To do: Go through the material under this sentence. Return every line holding "RgbaArgs".

[Records — start]

use crate::{
    color::rgbwa::Color,
    foundation::error::{LedError, LedResult},
};

/// Values that can be interpolated between two stops.
pub trait Lerp: Sized {
    /// Weighted average `(1 - t) * a + t * b`.
    fn lerp(a: &Self, b: &Self, t: f64) -> Self;
}

impl Lerp for f64 {
    fn lerp(a: &Self, b: &Self, t: f64) -> Self {
        (1.0 - t) * a + t * b
    }
}

impl Lerp for Color {
    fn lerp(a: &Self, b: &Self, t: f64) -> Self {
        *a * (1.0 - t) + *b * t
    }
}

/// A stop on a continuous 1D spectrum (animation keyframe or gradient color stop).
#[derive(Clone, Debug, PartialEq, serde::Serialize, serde::Deserialize)]
pub struct Keyframe<T> {
    /// Location on the spectrum; seconds for animations, `[0, 1]` for gradients.
    pub position: f64,
    /// Value at `position`.
    pub value: T,
}

impl<T> Keyframe<T> {
    /// Construct a keyframe.
    pub fn new(position: f64, value: T) -> Self {
        Self { position, value }
    }
}

/// Check that `keys` is non-empty, finite and sorted by position.
pub fn validate_keys<T>(keys: &[Keyframe<T>]) -> LedResult<()> {
    if keys.is_empty() {
        return Err(LedError::animation("keyframes must not be empty"));
    }
    if keys.iter().any(|k| !k.position.is_finite()) {
        return Err(LedError::animation("keyframe positions must be finite"));
    }
    if !keys.windows(2).all(|w| w[0].position <= w[1].position) {
        return Err(LedError::animation(
            "keyframes must be sorted by position",
        ));
    }
    Ok(())
}

/// Sample `keys` at `position` with linear interpolation.
///
/// Positions before the first key hold the first value, positions at or past the last key
/// hold the last value. A NaN position is an error.
pub fn blend<T>(keys: &[Keyframe<T>], position: f64) -> LedResult<T>
where
    T: Lerp + Clone,
{
    let (first, last) = match (keys.first(), keys.last()) {
        (Some(first), Some(last)) => (first, last),
        _ => return Err(LedError::animation("cannot blend empty keyframes")),
    };
    if position.is_nan() {
        return Err(LedError::animation("cannot blend at a NaN position"));
    }

    if position < first.position {
        return Ok(first.value.clone());
    }
    if position >= last.position {
        return Ok(last.value.clone());
    }

    // First key strictly after `position`; in 1..len for sorted, finite keys.
    let idx = keys.partition_point(|k| k.position <= position);
    let (Some(a), Some(b)) = (idx.checked_sub(1).and_then(|i| keys.get(i)), keys.get(idx))
    else {
        return Err(LedError::animation(format!(
            "keyframe positions are not sorted around {position}"
        )));
    };
    let span = b.position - a.position;
    if span <= 0.0 {
        return Ok(a.value.clone());
    }

    let t = (position - a.position) / span;
    Ok(T::lerp(&a.value, &b.value, t))
}

#[cfg(test)]
#[path = "../../tests/unit/animation/keyframe.rs"]
mod tests;
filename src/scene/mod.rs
pub(crate) mod model;
pub(crate) mod blend;
pub(crate) mod rgbwa;
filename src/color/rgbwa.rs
use std::ops::{Add, Mul};

/// RGBW color with opacity, as driven onto an addressable strip.
///
/// Channels are in `[0, 255]` and `opacity` in `[0, 1]`. Values live in premultiplied
/// space: pure red at 50% opacity is `(127.5, 0, 0, 0, 0.5)`, not `(255, 0, 0, 0, 0.5)`.
#[derive(Clone, Copy, Debug, PartialEq, serde::Serialize, serde::Deserialize)]
pub struct Color {
    /// Red channel.
    pub red: f64,
    /// Green channel.
    pub green: f64,
    /// Blue channel.
    pub blue: f64,
    /// Dedicated white LED channel.
    #[serde(default)]
    pub white: f64,
    /// Source alpha before white mixing.
    #[serde(default = "default_opacity")]
    pub opacity: f64,
}

fn default_opacity() -> f64 {
    1.0
}

impl Color {
    /// Opaque color with no white component.
    pub fn rgb(red: f64, green: f64, blue: f64) -> Self {
        Self::rgbw(red, green, blue, 0.0)
    }

    /// Opaque color with an explicit white component.
    pub fn rgbw(red: f64, green: f64, blue: f64, white: f64) -> Self {
        Self {
            red,
            green,
            blue,
            white,
            opacity: 1.0,
        }
    }

    /// Fully transparent black.
    pub fn transparent() -> Self {
        Self {
            red: 0.0,
            green: 0.0,
            blue: 0.0,
            white: 0.0,
            opacity: 0.0,
        }
    }

    /// Opaque black; the backdrop every scene is composited onto.
    pub fn opaque_black() -> Self {
        Self::rgb(0.0, 0.0, 0.0)
    }

    /// Pack into a WS281x pixel word: `W << 24 | R << 16 | G << 8 | B`.
    pub fn to_ws281x(self) -> u32 {
        fn channel(v: f64) -> u32 {
            // Truncate like an integer cast, then keep the byte in its lane.
            if v.is_nan() {
                return 0;
            }
            v.trunc().clamp(0.0, 255.0) as u32
        }

        channel(self.white) << 24
            | channel(self.red) << 16
            | channel(self.green) << 8
            | channel(self.blue)
    }

    pub(crate) fn is_finite(self) -> bool {
        [self.red, self.green, self.blue, self.white, self.opacity]
            .iter()
            .all(|v| v.is_finite())
    }
}

impl Mul<f64> for Color {
    type Output = Color;

    fn mul(self, scale: f64) -> Color {
        Color {
            red: self.red * scale,
            green: self.green * scale,
            blue: self.blue * scale,
            white: self.white * scale,
            opacity: self.opacity * scale,
        }
    }
}

impl Mul<Color> for f64 {
    type Output = Color;

    fn mul(self, color: Color) -> Color {
        color * self
    }
}

impl Add for Color {
    type Output = Color;

    fn add(self, other: Color) -> Color {
        Color {
            red: self.red + other.red,
            green: self.green + other.green,
            blue: self.blue + other.blue,
            white: self.white + other.white,
            opacity: self.opacity + other.opacity,
        }
    }
}

#[cfg(test)]
#[path = "../../tests/unit/color/rgbwa.rs"]
mod tests;
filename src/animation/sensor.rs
use std::time::{SystemTime, UNIX_EPOCH};

/// Input for one sampling pass.
///
/// Time is passed in rather than read inside the model so a frame is a pure function of
/// `(installation, ctx)`.
#[derive(Clone, Copy, Debug, PartialEq, serde::Serialize, serde::Deserialize)]
pub struct SampleCtx {
    /// Wall-clock time in seconds since the UNIX epoch.
    pub now: f64,
}

impl SampleCtx {
    /// Context at an explicit time.
    pub fn at(now: f64) -> Self {
        Self { now }
    }

    /// Context at the current system time.
    pub fn wall_clock() -> Self {
        let now = SystemTime::now()
            .duration_since(UNIX_EPOCH)
            .map(|d| d.as_secs_f64())
            .unwrap_or(0.0);
        Self { now }
    }
}

/// Source of an animation's position.
#[derive(Clone, Debug, PartialEq, serde::Serialize, serde::Deserialize)]
#[serde(tag = "kind", rename_all = "snake_case")]
pub enum Sensor {
    /// Seconds elapsed since `reference`.
    Clock {
        /// Start time, seconds since the UNIX epoch.
        reference: f64,
        /// Playback length of one iteration in seconds.
        #[serde(default)]
        duration: f64,
    },
}

impl Sensor {
    /// Clock sensor started at `reference`.
    pub fn clock(reference: f64, duration: f64) -> Self {
        Self::Clock {
            reference,
            duration,
        }
    }

    /// Current reading.
    pub fn value(&self, ctx: SampleCtx) -> f64 {
        match self {
            Self::Clock { reference, .. } => ctx.now - reference,
        }
    }
}

#[cfg(test)]
#[path = "../../tests/unit/animation/sensor.rs"]
mod tests;
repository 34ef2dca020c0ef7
//! Number-to-text conversion shared by the CSS and JSON-facing outputs.

use std::fmt;

/// Display adapter that prints an `f64` like a browser's default `Number` to string conversion.
///
/// Integral values print without a fractional part, other values print their shortest
/// round-trip decimal, and magnitudes outside `[1e-6, 1e21)` switch to exponent notation.
#[derive(Clone, Copy, Debug)]
pub struct JsNumber(pub f64);

impl fmt::Display for JsNumber {
    fn fmt(&self, f: &mut fmt::Formatter<'_>) -> fmt::Result {
        let v = self.0;
        if v.is_nan() {
            return f.write_str("NaN");
        }
        if v.is_infinite() {
            return f.write_str(if v > 0.0 { "Infinity" } else { "-Infinity" });
        }
        if v == 0.0 {
            // Covers -0.0 as well.
            return f.write_str("0");
        }

        let abs = v.abs();
        if (1e-6..1e21).contains(&abs) {
            return write!(f, "{v}");
        }

        let exp = format!("{v:e}");
        match exp.split_once('e') {
            Some((mantissa, e)) if !e.starts_with('-') => write!(f, "{mantissa}e+{e}"),
            _ => f.write_str(&exp),
        }
    }
}

#[cfg(test)]
#[path = "../../tests/unit/foundation/number.rs"]
mod tests;
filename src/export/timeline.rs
//! Declarative playback descriptions for clock-driven animations.
//!
//! A browser preview can hand a [`Timeline`] straight to a Web Animations style
//! `element.animate(keyframes, timing)` call instead of sampling the model every frame.

use crate::{
    animation::anim::Animation,
    animation::sensor::{SampleCtx, Sensor},
    color::blend::blend_white_lossy,
    color::rgbwa::Color,
    foundation::error::LedResult,
};

/// One exported keyframe.
#[derive(Clone, Debug, PartialEq, serde::Serialize)]
pub struct TimelineKeyframe<V> {
    /// Fraction of one iteration, `[0, 1]`.
    pub offset: f64,
    pub value: V,
}

/// How the timeline behaves outside its active interval.
#[derive(Clone, Copy, Debug, Default, PartialEq, Eq, serde::Serialize)]
#[serde(rename_all = "lowercase")]
pub enum Fill {
    /// Hold the first keyframe before start and the last one after the end.
    #[default]
    Both,
}

/// Playback schedule for a [`Timeline`].
#[derive(Clone, Copy, Debug, PartialEq, serde::Serialize)]
#[serde(rename_all = "camelCase")]
pub struct Timing {
    /// One iteration, in milliseconds.
    pub duration_ms: f64,
    /// Iteration count; infinite repeats serialize as `"Infinity"`.
    #[serde(serialize_with = "serialize_iterations")]
    pub iterations: f64,
    pub fill: Fill,
    /// Negative when the animation is already running.
    pub delay_ms: f64,
}

fn serialize_iterations<S>(v: &f64, s: S) -> Result<S::Ok, S::Error>
where
    S: serde::Serializer,
{
    // JSON has no infinity literal; the Web Animations API accepts the string form.
    if v.is_infinite() {
        s.serialize_str("Infinity")
    } else {
        s.serialize_f64(*v)
    }
}

/// Keyframes plus timing, ready for a Web Animations style `animate` call.
#[derive(Clone, Debug, PartialEq, serde::Serialize)]
pub struct Timeline<V> {
    pub keyframes: Vec<TimelineKeyframe<V>>,
    pub timing: Timing,
}

/// Describe `anim` as a keyframe list plus timing, mapping each value through `transform`.
///
/// Only clock-driven animations have a fixed schedule; anything else yields `None`.
pub fn export_timeline<T, V, F>(
    anim: &Animation<T>,
    ctx: SampleCtx,
    mut transform: F,
) -> LedResult<Option<Timeline<V>>>
where
    F: FnMut(&T) -> LedResult<V>,
{
    #[allow(irrefutable_let_patterns)]
    let Sensor::Clock {
        reference,
        duration,
    } = anim.sensor
    else {
        return Ok(None);
    };

    let keyframes = anim
        .keyframes
        .iter()
        .map(|k| {
            Ok(TimelineKeyframe {
                offset: k.position,
                value: transform(&k.value)?,
            })
        })
        .collect::<LedResult<Vec<_>>>()?;

    Ok(Some(Timeline {
        keyframes,
        timing: Timing {
            duration_ms: duration * 1000.0,
            iterations: anim.repeat,
            fill: Fill::Both,
            delay_ms: (reference - ctx.now) * 1000.0,
        },
    }))
}

/// [`export_timeline`] with colors rendered as CSS `rgba()` strings.
///
/// Fully transparent keyframes (fade in/out) become `rgba(0, 0, 0, 0)`.
pub fn css_color_timeline(
    anim: &Animation<Color>,
    ctx: SampleCtx,
) -> LedResult<Option<Timeline<String>>> {
    export_timeline(anim, ctx, |c| Ok(blend_white_lossy(c).to_string()))
}

#[cfg(test)]
#[path = "../../tests/unit/export/timeline.rs"]
mod tests;
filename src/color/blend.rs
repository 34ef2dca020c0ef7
//! White-channel blending for on-screen previews.
//!
//! Screens have no white LED, so an RGBW [`Color`] is shown as a straight-alpha CSS
//! `rgba()` value: the white amount is pre-mixed into every channel and into the alpha,
//! and the mixed channels are then divided by the mixed alpha.

use std::fmt;

use crate::{
    color::rgbwa::Color,
    foundation::error::{LedError, LedResult},
    foundation::number::JsNumber,
};

/// Straight-alpha RGBA produced by [`blend_white`].
///
/// Channels are not rounded; `Display` renders `rgba(r, g, b, a)`.
#[derive(Clone, Copy, Debug, PartialEq, serde::Serialize, serde::Deserialize)]
pub struct BlendedColor {
    /// Red, `[0, 255]` for in-range input.
    pub r: f64,
    /// Green, `[0, 255]` for in-range input.
    pub g: f64,
    /// Blue, `[0, 255]` for in-range input.
    pub b: f64,
    /// Alpha, `[0, 1]` for in-range input.
    pub a: f64,
}

impl BlendedColor {
    /// Fully transparent black.
    pub fn transparent() -> Self {
        Self {
            r: 0.0,
            g: 0.0,
            b: 0.0,
            a: 0.0,
        }
    }
}

impl fmt::Display for BlendedColor {
    fn fmt(&self, f: &mut fmt::Formatter<'_>) -> fmt::Result {
        write!(
            f,
            "rgba({}, {}, {}, {})",
            JsNumber(self.r),
            JsNumber(self.g),
            JsNumber(self.b),
            JsNumber(self.a)
        )
    }
}

/// Mix `white` into one channel: `white/2 + channel * (1 - white/255/2)`.
pub fn mix_white_to_channel(channel: f64, white: f64) -> f64 {
    white / 2.0 + channel * (1.0 - white / 255.0 / 2.0)
}

/// Mix `white` into the alpha: `white/255/2 + alpha * (1 - white/255/2)`.
pub fn mix_white_to_alpha(alpha: f64, white: f64) -> f64 {
    white / 255.0 / 2.0 + alpha * (1.0 - white / 255.0 / 2.0)
}

/// White-mixed channel divided by the white-mixed alpha.
///
/// No guard here: a zero mixed alpha yields `inf`/`NaN`. [`blend_white`] checks first.
pub fn mix_white_and_alpha(channel: f64, white: f64, alpha: f64) -> f64 {
    mix_white_to_channel(channel, white) / mix_white_to_alpha(alpha, white)
}

/// Convert an RGBW color to straight-alpha RGBA.
///
/// Out-of-range inputs pass through to out-of-range outputs. An effective alpha of zero
/// (e.g. `white == 0 && opacity == 0`), or any output field that is not finite (a
/// vanishing alpha or an infinite channel), is rejected with [`LedError::InvalidInput`]
/// instead of emitting `NaN`/`Infinity`.
pub fn blend_white(color: &Color) -> LedResult<BlendedColor> {
    let a = mix_white_to_alpha(color.opacity, color.white);
    if a == 0.0 {
        return Err(LedError::invalid_input(format!(
            "effective alpha is 0 (white={}, opacity={}); color has no visible rgba form",
            color.white, color.opacity
        )));
    }

    let blended = BlendedColor {
        r: mix_white_and_alpha(color.red, color.white, color.opacity),
        g: mix_white_and_alpha(color.green, color.white, color.opacity),
        b: mix_white_and_alpha(color.blue, color.white, color.opacity),
        a,
    };
    if ![blended.r, blended.g, blended.b, blended.a]
        .iter()
        .all(|v| v.is_finite())
    {
        return Err(LedError::invalid_input(format!(
            "blending {color:?} gives non-finite {blended:?}"
        )));
    }
    Ok(blended)
}

/// Like [`blend_white`], but maps rejected input to transparent black.
pub fn blend_white_lossy(color: &Color) -> BlendedColor {
    match blend_white(color) {
        Ok(blended) => blended,
        Err(err) => {
            tracing::debug!(%err, "falling back to transparent");
            BlendedColor::transparent()
        }
    }
}

/// CSS `rgba(r, g, b, a)` string for `color`.
pub fn to_css_rgba(color: &Color) -> LedResult<String> {
    Ok(blend_white(color)?.to_string())
}

#[cfg(test)]
#[path = "../../tests/unit/color/blend.rs"]
mod tests;
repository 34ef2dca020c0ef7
pub(crate) mod installation;
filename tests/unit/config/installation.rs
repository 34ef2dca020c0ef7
use super::*;
use crate::{
    color::rgbwa::Color,
    device::strip::StripType,
    scene::model::{Image, Layer},
};

fn installation() -> Installation {
    let mut inst = Installation::default();
    inst.devices.insert(
        "shelf".to_string(),
        Device {
            name: "Shelf".to_string(),
            led_count: 3,
            gpio_pin: 21,
            strip_type: StripType::Sk6812Rgbw,
            scene: None,
        },
    );
    inst.scenes.insert(
        "warm".to_string(),
        Scene {
            name: "Warm".to_string(),
            layers: vec![Layer::full(Image::Color(Color::rgbw(255.0, 80.0, 0.0, 40.0)))],
        },
    );
    inst
}

#[test]
fn set_scene_assigns_and_clears() {
    let mut inst = installation();
    let d = inst.set_scene("shelf", Some("warm")).unwrap();
    assert_eq!(d.scene.as_deref(), Some("warm"));
    assert_eq!(inst.scene_for("shelf").unwrap().unwrap().name, "Warm");

    inst.set_scene("shelf", None).unwrap();
    assert!(inst.scene_for("shelf").unwrap().is_none());
}

#[test]
fn set_scene_rejects_unknown_keys() {
    let mut inst = installation();
    assert!(inst.set_scene("nope", Some("warm")).is_err());
    assert!(inst.set_scene("shelf", Some("nope")).is_err());
    assert_eq!(inst.devices["shelf"].scene, None);
}

#[test]
fn render_device_without_scene_is_dark() {
    let inst = installation();
    let frame = inst.render_device("shelf", SampleCtx::at(0.0)).unwrap();
    assert_eq!(frame.pixels, vec![Color::transparent(); 3]);
}

#[test]
fn render_device_samples_its_scene() {
    let mut inst = installation();
    inst.set_scene("shelf", Some("warm")).unwrap();
    let frame = inst.render_device("shelf", SampleCtx::at(0.0)).unwrap();
    assert_eq!(frame.pixels, vec![Color::rgbw(255.0, 80.0, 0.0, 40.0); 3]);
}

#[test]
fn validate_catches_dangling_scene_reference() {
    let mut inst = installation();
    inst.devices.get_mut("shelf").unwrap().scene = Some("gone".to_string());
    let err = inst.validate().unwrap_err().to_string();
    assert!(err.contains("gone"));
}

#[test]
fn json_roundtrip_preserves_installation() {
    let mut inst = installation();
    inst.set_scene("shelf", Some("warm")).unwrap();
    let json = inst.to_json_pretty().unwrap();
    assert_eq!(Installation::from_json_str(&json).unwrap(), inst);
}

#[test]
fn malformed_json_is_a_serde_error() {
    let err = Installation::from_json_str("{").unwrap_err();
    assert!(matches!(err, LedError::Serde(_)));
}

#[test]
fn missing_file_names_the_path() {
    let err = Installation::from_path(Path::new("does/not/exist.json")).unwrap_err();
    assert!(err.to_string().contains("does/not/exist.json"));
    let LedError::Other(inner) = &err else {
        panic!("expected an IO error, got {err:?}");
    };
    let io = inner.root_cause().downcast_ref::<std::io::Error>();
    assert_eq!(io.map(std::io::Error::kind), Some(std::io::ErrorKind::NotFound));
}
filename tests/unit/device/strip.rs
use super::*;

#[test]
fn white_capable_strips() {
    assert!(StripType::Sk6812Rgbw.has_white());
    assert!(StripType::Sk6812W.has_white());
    assert!(!StripType::Ws2811Rgb.has_white());
    assert!(!StripType::Ws2812.has_white());
}

#[test]
fn device_json_defaults() {
    let d: Device =
        serde_json::from_str(r#"{"name":"desk","led_count":150,"gpio_pin":21}"#).unwrap();
    assert_eq!(d.strip_type, StripType::Sk6812Rgbw);
    assert_eq!(d.scene, None);
    d.validate().unwrap();
}

#[test]
fn zero_leds_is_invalid() {
    let d = Device {
        name: "empty".to_string(),
        led_count: 0,
        gpio_pin: 18,
        strip_type: StripType::Ws2812,
        scene: None,
    };
    assert!(d.validate().unwrap_err().to_string().contains("empty"));
}
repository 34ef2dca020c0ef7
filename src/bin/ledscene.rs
use std::path::{Path, PathBuf};

use anyhow::Context as _;
use clap::{Parser, Subcommand, ValueEnum};
use tracing_subscriber::EnvFilter;

use ledscene::{Color, Image, Installation, SampleCtx};

#[derive(Parser, Debug)]
#[command(name = "ledscene", version)]
struct Cli {
    /// Log at debug level (overridden by RUST_LOG).
    #[arg(long, short, global = true, default_value_t = false)]
    verbose: bool,

    #[command(subcommand)]
    cmd: Command,
}

#[derive(Subcommand, Debug)]
enum Command {
    /// Print the CSS rgba() preview of one RGBW color.
    Rgba(RgbaArgs),
    /// Render one frame of a device.
    Frame(FrameArgs),
    /// Export an animated-color layer as a JSON timeline.
    Timeline(TimelineArgs),
    /// Check an installation file.
    Validate(ValidateArgs),
}

#[derive(Parser, Debug)]
struct RgbaArgs {
    #[arg(long, default_value_t = 0.0)]
    red: f64,
    #[arg(long, default_value_t = 0.0)]
    green: f64,
    #[arg(long, default_value_t = 0.0)]
    blue: f64,
    #[arg(long, default_value_t = 0.0)]
    white: f64,
    #[arg(long, default_value_t = 1.0)]
    opacity: f64,
}

#[derive(Clone, Copy, Debug, ValueEnum)]
enum FrameFormat {
    /// One CSS rgba() string per LED.
    Css,
    /// One hex WS281x word per LED.
    Ws281x,
    /// The frame as JSON.
    Json,
}

#[derive(Parser, Debug)]
struct FrameArgs {
    /// Input installation JSON.
    #[arg(long = "in")]
    in_path: PathBuf,

    /// Device key.
    #[arg(long)]
    device: String,

    /// Sample time in seconds since the UNIX epoch (defaults to now).
    #[arg(long)]
    at: Option<f64>,

    #[arg(long, value_enum, default_value_t = FrameFormat::Css)]
    format: FrameFormat,
}

#[derive(Parser, Debug)]
struct TimelineArgs {
    /// Input installation JSON.
    #[arg(long = "in")]
    in_path: PathBuf,

    /// Scene key.
    #[arg(long)]
    scene: String,

    /// Layer index within the scene (0 = bottom).
    #[arg(long, default_value_t = 0)]
    layer: usize,

    /// Reference "now" in seconds since the UNIX epoch (defaults to now).
    #[arg(long)]
    at: Option<f64>,
}

#[derive(Parser, Debug)]
struct ValidateArgs {
    /// Input installation JSON.
    #[arg(long = "in")]
    in_path: PathBuf,
}

fn main() -> anyhow::Result<()> {
    let cli = Cli::parse();
    init_tracing(cli.verbose);
    match cli.cmd {
        Command::Rgba(args) => cmd_rgba(args),
        Command::Frame(args) => cmd_frame(args),
        Command::Timeline(args) => cmd_timeline(args),
        Command::Validate(args) => cmd_validate(args),
    }
}

fn init_tracing(verbose: bool) {
    let default = if verbose { "debug" } else { "warn" };
    let filter = EnvFilter::try_from_default_env().unwrap_or_else(|_| EnvFilter::new(default));
    tracing_subscriber::fmt()
        .with_env_filter(filter)
        .with_writer(std::io::stderr)
        .init();
}

fn sample_ctx(at: Option<f64>) -> SampleCtx {
    at.map(SampleCtx::at).unwrap_or_else(SampleCtx::wall_clock)
}

fn load(path: &Path) -> anyhow::Result<Installation> {
    let inst = Installation::from_path(path)
        .with_context(|| format!("load installation '{}'", path.display()))?;
    inst.validate()
        .with_context(|| format!("validate installation '{}'", path.display()))?;
    Ok(inst)
}

fn cmd_rgba(args: RgbaArgs) -> anyhow::Result<()> {
    let color = Color {
        red: args.red,
        green: args.green,
        blue: args.blue,
        white: args.white,
        opacity: args.opacity,
    };
    let css = ledscene::to_css_rgba(&color).context("convert color")?;
    println!("{css}");
    Ok(())
}

fn cmd_frame(args: FrameArgs) -> anyhow::Result<()> {
    let inst = load(&args.in_path)?;
    let device = inst
        .devices
        .get(&args.device)
        .with_context(|| format!("unknown device '{}'", args.device))?;
    let frame = inst
        .render_device(&args.device, sample_ctx(args.at))
        .with_context(|| format!("render device '{}'", args.device))?;

    match args.format {
        FrameFormat::Css => {
            for px in &frame.pixels {
                println!("{}", ledscene::blend_white_lossy(px));
            }
        }
        FrameFormat::Ws281x => {
            for word in frame.to_ws281x(device.strip_type) {
                println!("0x{word:08x}");
            }
        }
        FrameFormat::Json => {
            println!("{}", serde_json::to_string_pretty(&frame)?);
        }
    }
    Ok(())
}

fn cmd_timeline(args: TimelineArgs) -> anyhow::Result<()> {
    let inst = load(&args.in_path)?;
    let scene = inst
        .scenes
        .get(&args.scene)
        .with_context(|| format!("unknown scene '{}'", args.scene))?;
    let layer = scene
        .layers
        .get(args.layer)
        .with_context(|| format!("scene '{}' has no layer {}", args.scene, args.layer))?;

    let Image::ColorAnimation(anim) = &layer.image else {
        anyhow::bail!("layer {} is not an animated color", args.layer);
    };
    let timeline = ledscene::css_color_timeline(anim, sample_ctx(args.at))
        .context("export timeline")?
        .context("animation is not clock driven")?;

    println!("{}", serde_json::to_string_pretty(&timeline)?);
    Ok(())
}

fn cmd_validate(args: ValidateArgs) -> anyhow::Result<()> {
    let inst = load(&args.in_path)?;
    eprintln!(
        "ok: {} devices, {} scenes",
        inst.devices.len(),
        inst.scenes.len()
    );
    Ok(())
}
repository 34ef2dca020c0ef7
//! ledscene models addressable LED strip installations (WS281x / SK6812 RGBW).
//!
//! # Model overview
//!
//! 1. **Color**: premultiplied RGBW plus opacity ([`Color`]).
//! 2. **Animate**: keyframes driven by a sensor ([`Animation`], [`Sensor`]).
//! 3. **Compose**: images placed as layers on the `[0, 1]` strip axis, composited over black
//!    ([`Scene`]).
//! 4. **Render**: sample a scene at every LED center ([`render_frame`]) and pack WS281x words.
//!
//! Screens have no white LED, so previews convert colors with [`blend_white`] /
//! [`to_css_rgba`], and clock-driven animations can be exported as declarative timelines
//! ([`css_color_timeline`]).
//!
//! Sampling never reads the clock on its own: every entry point takes a [`SampleCtx`], so a
//! frame is a pure function of its inputs.
#![forbid(unsafe_code)]

mod animation;
mod color;
mod config;
mod device;
mod export;
mod foundation;
mod scene;

pub use animation::anim::Animation;
pub use animation::keyframe::{Keyframe, Lerp, blend, validate_keys};
pub use animation::sensor::{SampleCtx, Sensor};
pub use color::blend::{
    BlendedColor, blend_white, blend_white_lossy, mix_white_and_alpha, mix_white_to_alpha,
    mix_white_to_channel, to_css_rgba,
};
pub use color::rgbwa::Color;
pub use config::installation::Installation;
pub use device::render::{Frame, RenderThreading, render_frame, render_frames};
pub use device::strip::{Device, StripType};
pub use export::timeline::{
    Fill, Timeline, TimelineKeyframe, Timing, css_color_timeline, export_timeline,
};
pub use foundation::error::{LedError, LedResult};
pub use foundation::number::JsNumber;
pub use scene::model::{Dimension, Image, Layer, Scene};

[Records — finish]

Response to the exercise:
    Rgba(RgbaArgs),
struct RgbaArgs {
fn cmd_rgba(args: RgbaArgs) -> anyhow::Result<()> {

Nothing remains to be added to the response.